Sunday, March 09, 2008

The Exercise of Vital Powers

Today is Elections day, both in France, and in Spain, and although the media have a lot to say about the French local elections, the place where all eyes should be focusing is Spain.

Why?

Because Spain has a fundamental choice to make today : either to continue toward modernism, the secularization of its extremely patriarchal society, toward social reforms aimed at improving life and welfare of everyone, or to slide back down the road of authoritarianism and Catholic dogma domination.

Contrary to the political spectrum we’re used to in France, Belgium, Germany or Holland, in Spain the right is set far, truly far to the right part of the spectrum. The specter of Franco haunts the rallies and meetings of the “People’s Party”—never has a political party so little deserved the name it’s taken for itself, but let’s not go there. Spain has never truly come to terms with the bloody dictatorship of general Franco, who was overwhelmingly supported and cheered on by the upper classes, and by the Catholic church.

The Catholic church itself has never come out of the closet with an expression of regret or apology, on the opposite. Even today, the Catholic church in Spain fights so it can continue to honor “victims of communist revolutionaries”, aka collaborators of a brutal, savage dictatorship who helped capture, detain, torture and slaughter men and women whose crime it was to dream of freedom, and of something other than the Right’s and the Church’s absolute dominion over their lives. Neither the church, nor the Right have ever done their duty of opening the historical records, and acknowledging the crimes that took place. They never condemned what happened under Franco. Worse, they hold ceremonies every year to honor the memory of a bloody tyrant on par with the worst we have known, Mussolini, Pinochet, etc.

And today, today the Catholic church and the Right see an opportunity to regain the power they lost when they tried to manipulate people and hide the truth behind the Madrid terrorist attacks. Today is mass day. The faithfuls will go to church. They will listen to their priest. And it just so happens that their priest has a message for them on this special day. A very important message that comes directly from the highest places in the Spanish Catholic hierarchy, from people who know better than us poor simple souls, and who only want what’s best for us.

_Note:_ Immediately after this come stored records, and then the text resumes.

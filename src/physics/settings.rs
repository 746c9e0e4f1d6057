//! Global tuning constants and runtime simulation settings.

use glam::Vec2;
use std::f32::consts::PI;

#[cfg(feature = "serde")]
use serde::{Deserialize, Serialize};

use crate::error::PhysicsError;
use crate::physics::collision_detection::narrow_phase_callbacks::VetoPolicy;

/// A small length used as a collision and constraint tolerance.
pub const LINEAR_SLOP: f32 = 0.005;

/// A small angle used as a collision and constraint tolerance.
pub const ANGULAR_SLOP: f32 = 2.0 / 180.0 * PI;

/// Skin radius of polygons and edges, kept small so the solver works on a thin shell.
pub const POLYGON_RADIUS: f32 = 2.0 * LINEAR_SLOP;

/// The maximum number of vertices on a convex polygon.
pub const MAX_POLYGON_VERTICES: usize = 8;

/// The maximum number of contact points between two convex shapes.
pub const MAX_MANIFOLD_POINTS: usize = 2;

/// A velocity threshold for elastic collisions. Any collision with a relative linear
/// velocity below this threshold will be treated as inelastic.
pub const VELOCITY_THRESHOLD: f32 = 1.0;

/// The maximum linear position correction used when solving constraints.
pub const MAX_LINEAR_CORRECTION: f32 = 0.2;

/// Fraction of the overlap removed per position iteration.
pub const BAUMGARTE: f32 = 0.2;

/// Baumgarte factor for the time-of-impact position pass.
pub const TOI_BAUMGARTE: f32 = 0.75;

/// Two-point manifolds whose effective mass matrix is worse conditioned than this drop to one point.
pub const MAX_CONDITION_NUMBER: f32 = 1000.0;

/// The maximum linear translation of a body per step.
pub const MAX_TRANSLATION: f32 = 2.0;

/// The maximum angular rotation of a body per step.
pub const MAX_ROTATION: f32 = 0.5 * PI;

/// Runtime settings consumed by the contact layer, solver and broadphase.
#[derive(Debug, Clone, Copy, PartialEq)]
#[cfg_attr(feature = "serde", derive(Serialize, Deserialize))]
pub struct SimulationSettings {
    pub gravity: Vec2,
    pub velocity_iterations: u32,
    pub position_iterations: u32,
    /// Reuse the previous step's impulses as the starting guess.
    pub warm_starting: bool,
    pub linear_slop: f32,
    pub velocity_threshold: f32,
    pub max_linear_correction: f32,
    pub baumgarte: f32,
    pub toi_baumgarte: f32,
    pub max_condition_number: f32,
    pub max_translation: f32,
    pub max_rotation: f32,
    /// How the votes of several collision handlers are combined when a pair starts touching.
    pub veto_policy: VetoPolicy,
    /// Whether rays that start inside a collider report it as a hit.
    pub raycasts_start_in_colliders: bool,
    /// Edge length of a spatial hash cell.
    pub cell_size: f32,
}

impl Default for SimulationSettings {
    fn default() -> Self {
        Self {
            gravity: Vec2::new(0.0, -9.8),
            velocity_iterations: 8,
            position_iterations: 3,
            warm_starting: true,
            linear_slop: LINEAR_SLOP,
            velocity_threshold: VELOCITY_THRESHOLD,
            max_linear_correction: MAX_LINEAR_CORRECTION,
            baumgarte: BAUMGARTE,
            toi_baumgarte: TOI_BAUMGARTE,
            max_condition_number: MAX_CONDITION_NUMBER,
            max_translation: MAX_TRANSLATION,
            max_rotation: MAX_ROTATION,
            veto_policy: VetoPolicy::AllMustAgree,
            raycasts_start_in_colliders: false,
            cell_size: 4.0,
        }
    }
}

impl SimulationSettings {
    /// Checks that every setting is usable by the solver and broadphase.
    pub fn validate(&self) -> Result<(), PhysicsError> {
        if !self.gravity.is_finite() {
            return Err(PhysicsError::InvalidConfiguration {
                reason: "gravity must be finite",
            });
        }
        if self.velocity_iterations == 0 {
            return Err(PhysicsError::InvalidConfiguration {
                reason: "velocity iteration count must be positive",
            });
        }
        if !(self.linear_slop > 0.0) {
            return Err(PhysicsError::InvalidConfiguration {
                reason: "linear slop must be positive",
            });
        }
        if !(self.baumgarte > 0.0 && self.baumgarte <= 1.0)
            || !(self.toi_baumgarte > 0.0 && self.toi_baumgarte <= 1.0)
        {
            return Err(PhysicsError::InvalidConfiguration {
                reason: "baumgarte factors must be in (0, 1]",
            });
        }
        if !(self.max_linear_correction > 0.0) || !(self.max_condition_number > 0.0) {
            return Err(PhysicsError::InvalidConfiguration {
                reason: "correction and conditioning limits must be positive",
            });
        }
        if !(self.cell_size > 0.0) || !self.cell_size.is_finite() {
            return Err(PhysicsError::InvalidConfiguration {
                reason: "cell size must be positive and finite",
            });
        }
        Ok(())
    }
}

#[cfg(test)]
mod tests {
    use super::*;

    #[test]
    fn defaults_validate() {
        assert!(SimulationSettings::default().validate().is_ok());
    }

    #[test]
    fn zero_cell_size_is_rejected() {
        let settings = SimulationSettings {
            cell_size: 0.0,
            ..Default::default()
        };
        assert!(matches!(
            settings.validate(),
            Err(PhysicsError::InvalidConfiguration { .. })
        ));
    }

    #[test]
    fn zero_velocity_iterations_is_rejected() {
        let settings = SimulationSettings {
            velocity_iterations: 0,
            ..Default::default()
        };
        assert!(settings.validate().is_err());
    }
}
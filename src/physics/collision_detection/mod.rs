pub mod collision_tasks;

pub mod collision_task_registry;
pub mod contact;
pub mod contact_manifold;
pub mod narrow_phase;
pub mod narrow_phase_callbacks;
pub mod pair_cache;
pub mod spatial_hash;
use glam::Vec2;

#[cfg(feature = "serde")]
use serde::{Deserialize, Serialize};

use crate::physics::body_properties::{BodyVelocity, RigidPose};

/// How a body participates in the simulation.
#[derive(Debug, Clone, Copy, PartialEq, Eq, Hash)]
#[cfg_attr(feature = "serde", derive(Serialize, Deserialize))]
pub enum BodyType {
    /// Zero mass, zero velocity, moved only by the user.
    Static,
    /// Zero mass, velocity set by the user, moved by the integrator.
    Kinematic,
    /// Positive mass derived from its fixtures, moved by forces and contacts.
    Dynamic,
}

/// Describes a body's initial state.
#[repr(C)]
#[derive(Debug, Clone, Copy, PartialEq)]
#[cfg_attr(feature = "serde", derive(Serialize, Deserialize))]
pub struct BodyDescription {
    pub body_type: BodyType,
    /// Position of the body origin and orientation of the body.
    pub pose: RigidPose,
    /// Linear velocity of the body origin and angular velocity.
    pub velocity: BodyVelocity,
    pub awake: bool,
}

impl BodyDescription {
    /// Creates a description for a dynamic body.
    #[inline(always)]
    pub fn create_dynamic(pose: impl Into<RigidPose>, velocity: BodyVelocity) -> Self {
        Self {
            body_type: BodyType::Dynamic,
            pose: pose.into(),
            velocity,
            awake: true,
        }
    }

    /// Creates a description for a kinematic body.
    #[inline(always)]
    pub fn create_kinematic(pose: impl Into<RigidPose>, velocity: BodyVelocity) -> Self {
        Self {
            body_type: BodyType::Kinematic,
            pose: pose.into(),
            velocity,
            awake: true,
        }
    }

    /// Creates a description for a static body.
    #[inline(always)]
    pub fn create_static(pose: impl Into<RigidPose>) -> Self {
        Self {
            body_type: BodyType::Static,
            pose: pose.into(),
            velocity: BodyVelocity::default(),
            awake: false,
        }
    }
}

impl Default for BodyDescription {
    fn default() -> Self {
        Self::create_static(Vec2::ZERO)
    }
}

And today, the Catholic church comes out of the woods, and clamps down its claws upon the people under its dominion. Today, it lifts its mask of benevolence and harmlessness.

Today, the Spanish Catholic church tells people for whom to vote.

Today, the Catholic church uses its power to try and regain what it never accepted to lose: dominion over every aspect of people’s lives, regardless of their faith, or lack thereof. In an almost sublime disregard for people’s freedom of choice and opinion, for people’s liberty to have faith in something, to be agnostics or atheists, the Catholic church rears its ugly head, and exercises its power.

Today, the Catholic church hands out for everyone to see the proof that, contrary to what optimistic people believe, it has never, ever accepted to withdraw to the sphere of people’s personal beliefs. Today, the Catholic church demonstrates that it isn’t satisfied with that, and that it wants what was taken from it during the French revolution in 1789: absolute power over temporal matters, over our lives. The power to dictate what we should do, think, believe and how we should lead our lives.

Today, the Catholic church proves that it’s anything but harmless, that it merely waits in the shadows, biding its time until the moment to regain what it lost comes.

It’s hoping that today is the day in Spain.

Today, the Catholic church proves that it keeps being a threat to all who would be free, and that it needs to be uprooted for good.

Today, the Spanish people have the unique occasion to send the Catholic church back into the closet, in the shadows where it belongs.

Good night, and good luck.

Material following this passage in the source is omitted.